◆ Problem to work on ◆
Filtering the records below, copy only those lines that include the word "height".

*** Opening of Supplied records ***

impl EngineCore {
    #[must_use]
    pub fn new() -> Self {
        Self::default()
    }

    fn scene(&self) -> Result<&Scene, EngineError> {
        self.scene.as_ref().ok_or(EngineError::NotReady)
    }

    fn scene_mut(&mut self) -> Result<&mut Scene, EngineError> {
        self.scene.as_mut().ok_or(EngineError::NotReady)
    }

    // --- Lifecycle ---

    /// Allocate pools for `capacity` nodes and `capacity` particles, dropping
    /// any previous scene.
    ///
    /// # Errors
    ///
    /// Returns [`EngineError::Initialization`] for a capacity outside
    /// `1..=MAX_CAPACITY` or a failed allocation. The engine is then not ready.
    pub fn init(&mut self, capacity: usize) -> Result<(), EngineError> {
        self.scene = None;
        if capacity == 0 || capacity > MAX_CAPACITY {
            return Err(EngineError::Initialization(format!(
                "capacity {capacity} outside 1..={MAX_CAPACITY}"
            )));
        }
        self.scene = Some(Scene::new(capacity)?);
        tracing::info!(capacity, "scene engine initialized");
        Ok(())
    }

    /// Whether `init` has succeeded.
    #[must_use]
    pub fn is_ready(&self) -> bool {
        self.scene.is_some()
    }

    /// Clear nodes, pointers, particles, paths, images, and gesture state and
    /// restore default configuration. Capacity is unchanged.
    ///
    /// # Errors
    ///
    /// Returns [`EngineError::NotReady`] before `init`.
    pub fn reset(&mut self) -> Result<(), EngineError> {
        self.scene_mut()?.reset();
        tracing::info!("scene engine reset");
        Ok(())
    }

    // --- Configuration ---

    /// Set the view scale, keeping pan and pixel ratio.
    ///
    /// # Errors
    ///
    /// [`EngineError::NotReady`] or [`EngineError::InvalidArgument`].
    pub fn set_view(&mut self, scale: f32) -> Result<(), EngineError> {
        let scene = self.scene_mut()?;
        let v = scene.view;
        scene.view = View::new(scale, v.pan_x, v.pan_y, v.pixel_ratio)?;
        Ok(())
    }

    /// Replace the whole view transform.
    ///
    /// # Errors
    ///
    /// [`EngineError::NotReady`] or [`EngineError::InvalidArgument`].
    pub fn set_view_params(&mut self, scale: f32, pan_x: f32, pan_y: f32, pixel_ratio: f32) -> Result<(), EngineError> {
        let view = View::new(scale, pan_x, pan_y, pixel_ratio)?;
        self.scene_mut()?.view = view;
        Ok(())
    }

    /// Replace the active constraints from an 8-value buffer.
    ///
    /// # Errors
    ///
    /// [`EngineError::NotReady`], [`EngineError::MalformedBuffer`], or
    /// [`EngineError::InvalidArgument`].
    pub fn set_constraints(&mut self, buf: &[f32]) -> Result<(), EngineError> {
        let scene = self.scene_mut()?;
        let rec: ConstraintsRecord = decode_one(buf)?;
        scene.constraints = Constraints::from_record(&rec)?;
        Ok(())
    }

    /// Replace tap classification thresholds from a 4-value buffer.
    ///
    /// # Errors
    ///
    /// [`EngineError::NotReady`], [`EngineError::MalformedBuffer`], or
    /// [`EngineError::InvalidArgument`].
    pub fn set_tap_params(&mut self, buf: &[f32]) -> Result<(), EngineError> {
        let scene = self.scene_mut()?;
        let rec: TapParamsRecord = decode_one(buf)?;
        scene.gesture.set_params(TapParams::from_record(&rec)?);
        Ok(())
    }

    /// Replace particle forces from a 4-value buffer.
    ///
    /// # Errors
    ///
    /// [`EngineError::NotReady`], [`EngineError::MalformedBuffer`], or
    /// [`EngineError::InvalidArgument`].
    pub fn set_particle_params(&mut self, buf: &[f32]) -> Result<(), EngineError> {
        let scene = self.scene_mut()?;
        let rec: ParticleParamsRecord = decode_one(buf)?;
        scene.particle_params = ParticleParams::from_record(&rec)?;
        Ok(())
    }

    // --- Nodes ---

    /// Insert or update nodes from an 8-stride buffer. Returns the number of
    /// records applied; new ids past capacity are skipped.
    ///
    /// # Errors
    ///
    /// [`EngineError::NotReady`], [`EngineError::MalformedBuffer`], or
    /// [`EngineError::InvalidArgument`]. On error no node is touched.
    pub fn upsert_nodes(&mut self, buf: &[f32]) -> Result<usize, EngineError> {
        let scene = self.scene_mut()?;
        let records: Vec<NodeRecord> = decode(buf)?;
        records.iter().try_for_each(validate_record)?;
        let mut applied = 0;
        for rec in &records {
            if scene.nodes.upsert(rec)? {
                applied += 1;
            }
        }
        if applied < records.len() {
            tracing::debug!(applied, offered = records.len(), "node table full");
        }
        Ok(applied)
    }

    /// Remove nodes by id along with any pointer binding on them. Returns the
    /// number removed.
    ///
    /// # Errors
    ///
    /// [`EngineError::NotReady`] before `init`.
    pub fn remove_nodes(&mut self, ids: &[NodeId]) -> Result<usize, EngineError> {
        let scene = self.scene_mut()?;
        let mut removed = 0;
        for &id in ids {
            if scene.nodes.remove(id).is_some() {
                scene.gesture.forget_node(id);
                removed += 1;
            }
        }
        Ok(removed)
    }

    /// Current state of one node.
    #[must_use]
    pub fn node(&self, id: NodeId) -> Option<Node> {
        self.scene.as_ref()?.nodes.get(id).copied()
    }

    // --- Pointers ---

    /// Stage pointer records for the next frame, detecting the layout from
    /// the buffer length. Returns the number of records staged.
    ///
    /// # Errors
    ///
    /// [`EngineError::NotReady`], [`EngineError::MalformedBuffer`], or
    /// [`EngineError::InvalidArgument`] for a non-finite position.
    pub fn apply_pointers(&mut self, buf: &[f32]) -> Result<usize, EngineError> {
        let scene = self.scene_mut()?;
        let records = decode_pointers(buf)?;
        stage_checked(scene, records)
    }

    /// Stage pointer records in an explicit layout.
    ///
    /// # Errors
    ///
    /// As [`EngineCore::apply_pointers`].
    pub fn apply_pointers_with_layout(&mut self, buf: &[f32], layout: PointerLayout) -> Result<usize, EngineError> {
        let scene = self.scene_mut()?;
        let records = decode_pointers_with(buf, layout)?;
        stage_checked(scene, records)
    }

    // --- Particles ---

    /// Spawn particles from a 6-stride buffer. Returns the admitted count;
    /// records past the remaining capacity are rejected.
    ///
    /// # Errors
    ///
    /// [`EngineError::NotReady`], [`EngineError::MalformedBuffer`], or
    /// [`EngineError::InvalidArgument`]. On error nothing is spawned.
    pub fn spawn_particles(&mut self, buf: &[f32]) -> Result<usize, EngineError> {
        let scene = self.scene_mut()?;
        let records: Vec<ParticleRecord> = decode(buf)?;
        let batch = records.iter().map(Particle::from_record).collect::<Result<Vec<_>, _>>()?;
        let admitted = scene.particles.spawn(&batch);
        if admitted < batch.len() {
            tracing::debug!(admitted, offered = batch.len(), "particle pool full");
        }
        Ok(admitted)
    }

    /// Remove every particle.
    ///
    /// # Errors
    ///
    /// [`EngineError::NotReady`] before `init`.
    pub fn clear_particles(&mut self) -> Result<(), EngineError> {
        self.scene_mut()?.particles.clear();
        Ok(())
    }

    /// Replace the pool with `n` particles on a ring at the bounds centre.
    /// Returns the seeded count.
    ///
    /// # Errors
    ///
    /// [`EngineError::NotReady`] before `init`.
    pub fn seed_particles_for_bench(&mut self, n: usize) -> Result<usize, EngineError> {
        let scene = self.scene_mut()?;
        let center = scene.bounds_center();
        Ok(scene.particles.seed_ring(n, center))
    }

    // --- Images ---

    /// Store an RGBA image under `id`.
    ///
    /// # Errors
    ///
    /// [`EngineError::NotReady`] or [`EngineError::InvalidArgument`].
    pub fn store_image(&mut self, id: i32, rgba: &[u8], width: u32, height: u32) -> Result<(), EngineError> {
        self.scene_mut()?.images.store(id, rgba, width, height)
    }

    /// Nearest-neighbour resize of a stored image.
    ///
    /// # Errors
    ///
    /// [`EngineError::NotReady`] or [`EngineError::InvalidArgument`].
    pub fn resize_image(&self, id: i32, out_w: u32, out_h: u32) -> Result<Vec<u8>, EngineError> {
        self.scene()?.images.resize(id, out_w, out_h, ResizeMode::Nearest)
    }

    /// Resize a stored image with mode `0` (nearest) or `1` (bilinear).
    ///
    /// # Errors
    ///
    /// [`EngineError::NotReady`] or [`EngineError::InvalidArgument`] for an
    /// unknown mode or image.
    pub fn resize_image_mode(&self, id: i32, out_w: u32, out_h: u32, mode: u32) -> Result<Vec<u8>, EngineError> {
        let mode = ResizeMode::try_from(mode)?;
        self.scene()?.images.resize(id, out_w, out_h, mode)
    }

    // --- Draw paths ---

    /// Open a new path. Returns `false` for a duplicate id or invalid stroke.
    ///
    /// # Errors
    ///
    /// [`EngineError::NotReady`] before `init`.
    pub fn start_draw_path(
        &mut self,
        id: PathId,
        x: f32,
        y: f32,
        pressure: f32,
        color: u32,
        line_width: f32,
    ) -> Result<bool, EngineError> {
        let scene = self.scene_mut()?;
        let first = scene.draw_point(x, y, pressure);
        Ok(scene.paths.start(id, first, color, line_width))
    }

    /// Append to an open path. Returns `false` when the path is unknown,
    /// sealed, or full.
    ///
    /// # Errors
    ///
    /// [`EngineError::NotReady`] before `init`.
    pub fn add_draw_point(&mut self, id: PathId, x: f32, y: f32, pressure: f32) -> Result<bool, EngineError> {
        let scene = self.scene_mut()?;
        let point = scene.draw_point(x, y, pressure);
        Ok(scene.paths.add_point(id, point))
    }

    /// Seal a path.
    ///
    /// # Errors
    ///
    /// [`EngineError::NotReady`] before `init`.
    pub fn finish_draw_path(&mut self, id: PathId, closed: bool) -> Result<bool, EngineError> {
        Ok(self.scene_mut()?.paths.finish(id, closed))
    }

    /// Discard every path.
    ///
    /// # Errors
    ///
    /// [`EngineError::NotReady`] before `init`.
    pub fn clear_draw_paths(&mut self) -> Result<(), EngineError> {
        self.scene_mut()?.paths.clear();
        Ok(())
    }

    // --- Frame ---

    /// Advance the scene by `dt` seconds and return the frame's buffers.
    ///
    /// Steps longer than [`MAX_FRAME_DT`] are clamped. Before `init` this
    /// returns empty buffers.
    ///
    /// # Errors
    ///
    /// Returns [`EngineError::InvalidArgument`] for a negative or NaN `dt`.
    pub fn process_frame(&mut self, dt: f32) -> Result<FrameOutput, EngineError> {
        let Some(scene) = self.scene.as_mut() else {
            return Ok(FrameOutput::default());
        };
        if dt.is_nan() || dt < 0.0 {
            return Err(EngineError::invalid(format!("frame dt must be >= 0, got {dt}")));
        }
        Ok(scene.step(dt.min(MAX_FRAME_DT)))
    }

    // --- Queries ---

    /// What is under a scene-space point.
    ///
    /// # Errors
    ///
    /// [`EngineError::NotReady`] before `init`.
    pub fn hit_test(&self, x: f32, y: f32) -> Result<Option<Hit>, EngineError> {
        let scene = self.scene()?;
        Ok(hit::hit_test(scene.nodes.as_slice(), scene.particles.as_slice(), Point::new(x, y)))
    }

    #[must_use]
    pub fn constraints(&self) -> Option<Constraints> {
        self.scene.as_ref().map(|s| s.constraints)
    }

    #[must_use]
    pub fn view(&self) -> Option<View> {
        self.scene.as_ref().map(|s| s.view)
    }

    #[must_use]
    pub fn tap_params(&self) -> Option<TapParams> {
        self.scene.as_ref().map(|s| s.gesture.params())
    }

    #[must_use]
    pub fn particle_params(&self) -> Option<ParticleParams> {
        self.scene.as_ref().map(|s| s.particle_params)
    }

    #[must_use]
    pub fn stats(&self) -> Option<EngineStats> {
        self.scene.as_ref().map(Scene::stats)
    }
}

*** Close of Supplied records ***

◆ Exercise solution ◆
    pub fn store_image(&mut self, id: i32, rgba: &[u8], width: u32, height: u32) -> Result<(), EngineError> {
        self.scene_mut()?.images.store(id, rgba, width, height)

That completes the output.